Data records:
# # # # #

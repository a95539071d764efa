//! Environment configuration.

use std::path::Path;

use serde::{Deserialize, Serialize};
use tracing::info;

use crate::error::{EnvError, Result};

/// Root configuration structure.
#[derive(Debug, Clone, Default, PartialEq, Deserialize, Serialize)]
pub struct Config {
    #[serde(default)]
    pub env: EnvConfig,
    #[serde(default)]
    pub arena: ArenaConfig,
    #[serde(default)]
    pub physics: PhysicsConfig,
    #[serde(default)]
    pub player: PlayerConfig,
    #[serde(default)]
    pub pellet: PelletConfig,
    #[serde(default)]
    pub virus: VirusConfig,
    #[serde(default)]
    pub food: FoodConfig,
    #[serde(default)]
    pub observation: ObservationConfig,
}

impl Config {
    /// Load configuration from `path`, writing the defaults there if the file is missing.
    pub fn load(path: impl AsRef<Path>) -> anyhow::Result<Self> {
        let path = path.as_ref();
        if path.exists() {
            let contents = std::fs::read_to_string(path)?;
            let config = Self::from_toml_str(&contents)?;
            Ok(config)
        } else {
            info!("No {} found, creating default config", path.display());
            let default_config = Self::default();
            std::fs::write(path, toml::to_string_pretty(&default_config)?)?;
            Ok(default_config)
        }
    }

    /// Parse configuration from TOML text. Missing keys take their defaults.
    pub fn from_toml_str(contents: &str) -> anyhow::Result<Self> {
        let config: Self = toml::from_str(contents)?;
        config.validate()?;
        Ok(config)
    }

    /// Defaults with the six classic environment constructor arguments applied.
    pub fn with_counts(
        frames_per_step: u32,
        arena_size: f32,
        pellet_regen: bool,
        num_pellets: usize,
        num_viruses: usize,
        num_bots: usize,
    ) -> Self {
        let mut config = Self::default();
        config.env.frames_per_step = frames_per_step;
        config.arena.size = arena_size;
        config.pellet.regen = pellet_regen;
        config.pellet.count = num_pellets;
        config.virus.count = num_viruses;
        config.env.num_bots = num_bots;
        config
    }

    /// Reject nonsensical parameters before any tick runs.
    pub fn validate(&self) -> Result<()> {
        if !self.arena.size.is_finite() || self.arena.size <= 0.0 {
            return Err(EnvError::config(format!("arena size must be positive, got {}", self.arena.size)));
        }
        if self.env.frames_per_step == 0 {
            return Err(EnvError::config("frames_per_step must be at least 1"));
        }
        if !(self.physics.tick_seconds > 0.0) || !self.physics.tick_seconds.is_finite() {
            return Err(EnvError::config("tick_seconds must be positive"));
        }
        if !(0.0..1.0).contains(&self.physics.drag) {
            return Err(EnvError::config(format!("drag must be in [0, 1), got {}", self.physics.drag)));
        }
        if !(0.0..1.0).contains(&self.food.drag) {
            return Err(EnvError::config(format!("food drag must be in [0, 1), got {}", self.food.drag)));
        }

        let p = &self.player;
        for (name, value) in [
            ("player.start_mass", p.start_mass),
            ("player.min_mass", p.min_mass),
            ("player.max_mass", p.max_mass),
            ("player.min_split_mass", p.min_split_mass),
            ("player.min_eject_mass", p.min_eject_mass),
            ("pellet.mass", self.pellet.mass),
            ("virus.mass", self.virus.mass),
            ("virus.max_mass", self.virus.max_mass),
            ("virus.split_div", self.virus.split_div),
            ("food.mass", self.food.mass),
        ] {
            if !value.is_finite() || value <= 0.0 {
                return Err(EnvError::config(format!("{name} must be positive, got {value}")));
            }
        }
        if !p.speed.is_finite() || p.speed < 0.0 {
            return Err(EnvError::config("player.speed must be non-negative"));
        }
        if p.start_mass > p.max_mass {
            return Err(EnvError::config("player.start_mass exceeds player.max_mass"));
        }
        if p.min_mass > p.start_mass {
            return Err(EnvError::config("player.min_mass exceeds player.start_mass"));
        }
        if p.max_cells == 0 {
            return Err(EnvError::config("player.max_cells must be at least 1"));
        }
        if !p.eat_ratio.is_finite() || p.eat_ratio < 1.0 {
            return Err(EnvError::config(format!("player.eat_ratio must be >= 1, got {}", p.eat_ratio)));
        }
        if self.virus.mass > self.virus.max_mass {
            return Err(EnvError::config("virus.mass exceeds virus.max_mass"));
        }
        if self.observation.grid_size == 0 {
            return Err(EnvError::config("observation.grid_size must be at least 1"));
        }
        Ok(())
    }
}

/// Episode-level settings.
#[derive(Debug, Clone, PartialEq, Deserialize, Serialize)]
pub struct EnvConfig {
    /// Engine ticks per external `step`.
    #[serde(default = "default_frames_per_step")]
    pub frames_per_step: u32,
    /// Seed for every random draw of an episode.
    #[serde(default)]
    pub seed: u64,
    /// Number of scripted opponents.
    #[serde(default = "default_num_bots")]
    pub num_bots: usize,
    /// Whether dead bots come back on the next tick.
    #[serde(default = "default_true")]
    pub bot_respawn: bool,
    /// Ticks between debug tick summaries.
    #[serde(default = "default_log_interval")]
    pub log_interval_ticks: u64,
}

impl Default for EnvConfig {
    fn default() -> Self {
        Self {
            frames_per_step: default_frames_per_step(),
            seed: 0,
            num_bots: default_num_bots(),
            bot_respawn: true,
            log_interval_ticks: default_log_interval(),
        }
    }
}

fn default_frames_per_step() -> u32 {
    4
}
fn default_num_bots() -> usize {
    25
}
fn default_log_interval() -> u64 {
    400
}
fn default_true() -> bool {
    true
}

/// Arena bounds. The arena spans `[0, size]` on both axes.
#[derive(Debug, Clone, PartialEq, Deserialize, Serialize)]
pub struct ArenaConfig {
    #[serde(default = "default_arena_size")]
    pub size: f32,
}

impl Default for ArenaConfig {
    fn default() -> Self {
        Self {
            size: default_arena_size(),
        }
    }
}

fn default_arena_size() -> f32 {
    1000.0
}

#[derive(Debug, Clone, PartialEq, Deserialize, Serialize)]
pub struct PhysicsConfig {
    /// Simulated seconds per tick.
    #[serde(default = "default_tick_seconds")]
    pub tick_seconds: f32,
    /// Fraction of cell velocity retained after each tick.
    #[serde(default = "default_drag")]
    pub drag: f32,
    /// Push apart same-owner cells that cannot merge yet.
    #[serde(default = "default_true")]
    pub rigid_push: bool,
}

impl Default for PhysicsConfig {
    fn default() -> Self {
        Self {
            tick_seconds: default_tick_seconds(),
            drag: default_drag(),
            rigid_push: true,
        }
    }
}

fn default_tick_seconds() -> f32 {
    0.04
}
fn default_drag() -> f32 {
    0.9
}

/// Player cell configuration.
#[derive(Debug, Clone, PartialEq, Deserialize, Serialize)]
pub struct PlayerConfig {
    #[serde(default = "default_player_start_mass")]
    pub start_mass: f32,
    /// Smallest mass a split fragment may have.
    #[serde(default = "default_player_min_mass")]
    pub min_mass: f32,
    #[serde(default = "default_player_max_mass")]
    pub max_mass: f32,
    /// Cells must be strictly heavier than this to split.
    #[serde(default = "default_player_min_split_mass")]
    pub min_split_mass: f32,
    #[serde(default = "default_player_min_eject_mass")]
    pub min_eject_mass: f32,
    #[serde(default = "default_player_max_cells")]
    pub max_cells: usize,
    /// Speed scale; actual speed falls off with cell size.
    #[serde(default = "default_player_speed")]
    pub speed: f32,
    /// Velocity given to a freshly split cell.
    #[serde(default = "default_player_split_impulse")]
    pub split_impulse: f32,
    #[serde(default = "default_player_split_cooldown")]
    pub split_cooldown_ticks: u64,
    #[serde(default = "default_player_merge_cooldown")]
    pub merge_cooldown_ticks: u64,
    /// A cell eats a foreign cell when its mass exceeds the other's by this factor.
    #[serde(default = "default_player_eat_ratio")]
    pub eat_ratio: f32,
}

impl Default for PlayerConfig {
    fn default() -> Self {
        Self {
            start_mass: default_player_start_mass(),
            min_mass: default_player_min_mass(),
            max_mass: default_player_max_mass(),
            min_split_mass: default_player_min_split_mass(),
            min_eject_mass: default_player_min_eject_mass(),
            max_cells: default_player_max_cells(),
            speed: default_player_speed(),
            split_impulse: default_player_split_impulse(),
            split_cooldown_ticks: default_player_split_cooldown(),
            merge_cooldown_ticks: default_player_merge_cooldown(),
            eat_ratio: default_player_eat_ratio(),
        }
    }
}

fn default_player_start_mass() -> f32 {
    10.0
}
fn default_player_min_mass() -> f32 {
    9.0
}
fn default_player_max_mass() -> f32 {
    22500.0
}
fn default_player_min_split_mass() -> f32 {
    36.0
}
fn default_player_min_eject_mass() -> f32 {
    36.0
}
fn default_player_max_cells() -> usize {
    16
}
fn default_player_speed() -> f32 {
    600.0
}
fn default_player_split_impulse() -> f32 {
    300.0
}
fn default_player_split_cooldown() -> u64 {
    10
}
fn default_player_merge_cooldown() -> u64 {
    250
}
fn default_player_eat_ratio() -> f32 {
    // 1.15 on cell size, squared for mass.
    1.3225
}

/// Pellet configuration.
#[derive(Debug, Clone, PartialEq, Deserialize, Serialize)]
pub struct PelletConfig {
    #[serde(default = "default_pellet_count")]
    pub count: usize,
    #[serde(default = "default_pellet_mass")]
    pub mass: f32,
    #[serde(default = "default_true")]
    pub regen: bool,
}

impl Default for PelletConfig {
    fn default() -> Self {
        Self {
            count: default_pellet_count(),
            mass: default_pellet_mass(),
            regen: true,
        }
    }
}

fn default_pellet_count() -> usize {
    1000
}
fn default_pellet_mass() -> f32 {
    1.0
}

/// Virus configuration.
#[derive(Debug, Clone, PartialEq, Deserialize, Serialize)]
pub struct VirusConfig {
    #[serde(default = "default_virus_count")]
    pub count: usize,
    #[serde(default = "default_virus_mass")]
    pub mass: f32,
    /// Cells heavier than this pop on contact; lighter cells pass by.
    #[serde(default = "default_virus_pop_mass")]
    pub pop_mass: f32,
    /// A fed virus divides once it reaches this mass.
    #[serde(default = "default_virus_max_mass")]
    pub max_mass: f32,
    /// Maximum total cells a player can have after a virus pop.
    #[serde(default = "default_virus_max_cells")]
    pub max_cells: usize,
    /// Minimum mass per fragment when a virus pops a cell.
    #[serde(default = "default_virus_split_div")]
    pub split_div: f32,
    #[serde(default = "default_true")]
    pub regen: bool,
    /// Allow viruses to absorb ejected food.
    #[serde(default = "default_true")]
    pub feedable: bool,
}

impl Default for VirusConfig {
    fn default() -> Self {
        Self {
            count: default_virus_count(),
            mass: default_virus_mass(),
            pop_mass: default_virus_pop_mass(),
            max_mass: default_virus_max_mass(),
            max_cells: default_virus_max_cells(),
            split_div: default_virus_split_div(),
            regen: true,
            feedable: true,
        }
    }
}

fn default_virus_count() -> usize {
    25
}
fn default_virus_mass() -> f32 {
    100.0
}
fn default_virus_pop_mass() -> f32 {
    100.0
}
fn default_virus_max_mass() -> f32 {
    200.0
}
fn default_virus_max_cells() -> usize {
    12
}
fn default_virus_split_div() -> f32 {
    36.0
}

/// Ejected food configuration (FEED action).
#[derive(Debug, Clone, PartialEq, Deserialize, Serialize)]
pub struct FoodConfig {
    /// Mass moved from the cell into each emitted food.
    #[serde(default = "default_food_mass")]
    pub mass: f32,
    #[serde(default = "default_food_impulse")]
    pub impulse: f32,
    #[serde(default = "default_drag")]
    pub drag: f32,
    /// Ticks after emission during which food cannot be eaten.
    #[serde(default = "default_food_grace")]
    pub grace_ticks: u64,
    #[serde(default = "default_food_cooldown")]
    pub cooldown_ticks: u64,
}

impl Default for FoodConfig {
    fn default() -> Self {
        Self {
            mass: default_food_mass(),
            impulse: default_food_impulse(),
            drag: default_drag(),
            grace_ticks: default_food_grace(),
            cooldown_ticks: default_food_cooldown(),
        }
    }
}

fn default_food_mass() -> f32 {
    13.0
}
fn default_food_impulse() -> f32 {
    400.0
}
fn default_food_grace() -> u64 {
    2
}
fn default_food_cooldown() -> u64 {
    2
}

/// Which observation encoder an environment uses.
#[derive(Debug, Clone, Copy, Default, PartialEq, Eq, Deserialize, Serialize)]
#[serde(rename_all = "lowercase")]
pub enum ObservationKind {
    #[default]
    Full,
    Grid,
}

#[derive(Debug, Clone, PartialEq, Deserialize, Serialize)]
pub struct ObservationConfig {
    #[serde(default)]
    pub kind: ObservationKind,
    #[serde(default = "default_grid_size")]
    pub grid_size: usize,
    #[serde(default = "default_true")]
    pub observe_cells: bool,
    #[serde(default = "default_true")]
    pub observe_others: bool,
    #[serde(default = "default_true")]
    pub observe_viruses: bool,
    #[serde(default = "default_true")]
    pub observe_food: bool,
}

impl Default for ObservationConfig {
    fn default() -> Self {
        Self {
            kind: ObservationKind::Full,
            grid_size: default_grid_size(),
            observe_cells: true,
            observe_others: true,
            observe_viruses: true,
            observe_food: true,
        }
    }
}

fn default_grid_size() -> usize {
    128
}

#[cfg(test)]
mod tests {
    use super::*;

    #[test]
    fn defaults_are_valid() {
        assert!(Config::default().validate().is_ok());
    }

    #[test]
    fn default_survives_toml() {
        let text = toml::to_string_pretty(&Config::default()).unwrap();
        let parsed = Config::from_toml_str(&text).unwrap();
        assert_eq!(parsed, Config::default());
    }

    #[test]
    fn partial_toml_fills_defaults() {
        let parsed = Config::from_toml_str(
            "[env]\nframes_per_step = 2\n\n[observation]\nkind = \"grid\"\ngrid_size = 32\n",
        )
        .unwrap();
        assert_eq!(parsed.env.frames_per_step, 2);
        assert_eq!(parsed.observation.kind, ObservationKind::Grid);
        assert_eq!(parsed.observation.grid_size, 32);
        assert_eq!(parsed.pellet, PelletConfig::default());
    }

    #[test]
    fn zero_arena_rejected() {
        let config = Config::with_counts(4, 0.0, true, 10, 0, 0);
        assert!(matches!(config.validate(), Err(EnvError::Configuration(_))));
    }

    #[test]
    fn zero_frames_rejected() {
        let config = Config::with_counts(0, 1000.0, true, 10, 0, 0);
        assert!(matches!(config.validate(), Err(EnvError::Configuration(_))));
    }

    #[test]
    fn eat_ratio_below_one_rejected() {
        let mut config = Config::default();
        config.player.eat_ratio = 0.5;
        assert!(config.validate().is_err());
    }
}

# # # # #

The task - Check each line of the data above for the word "cannot" and say how many lines have it. Give the number alone.

Task answer - 2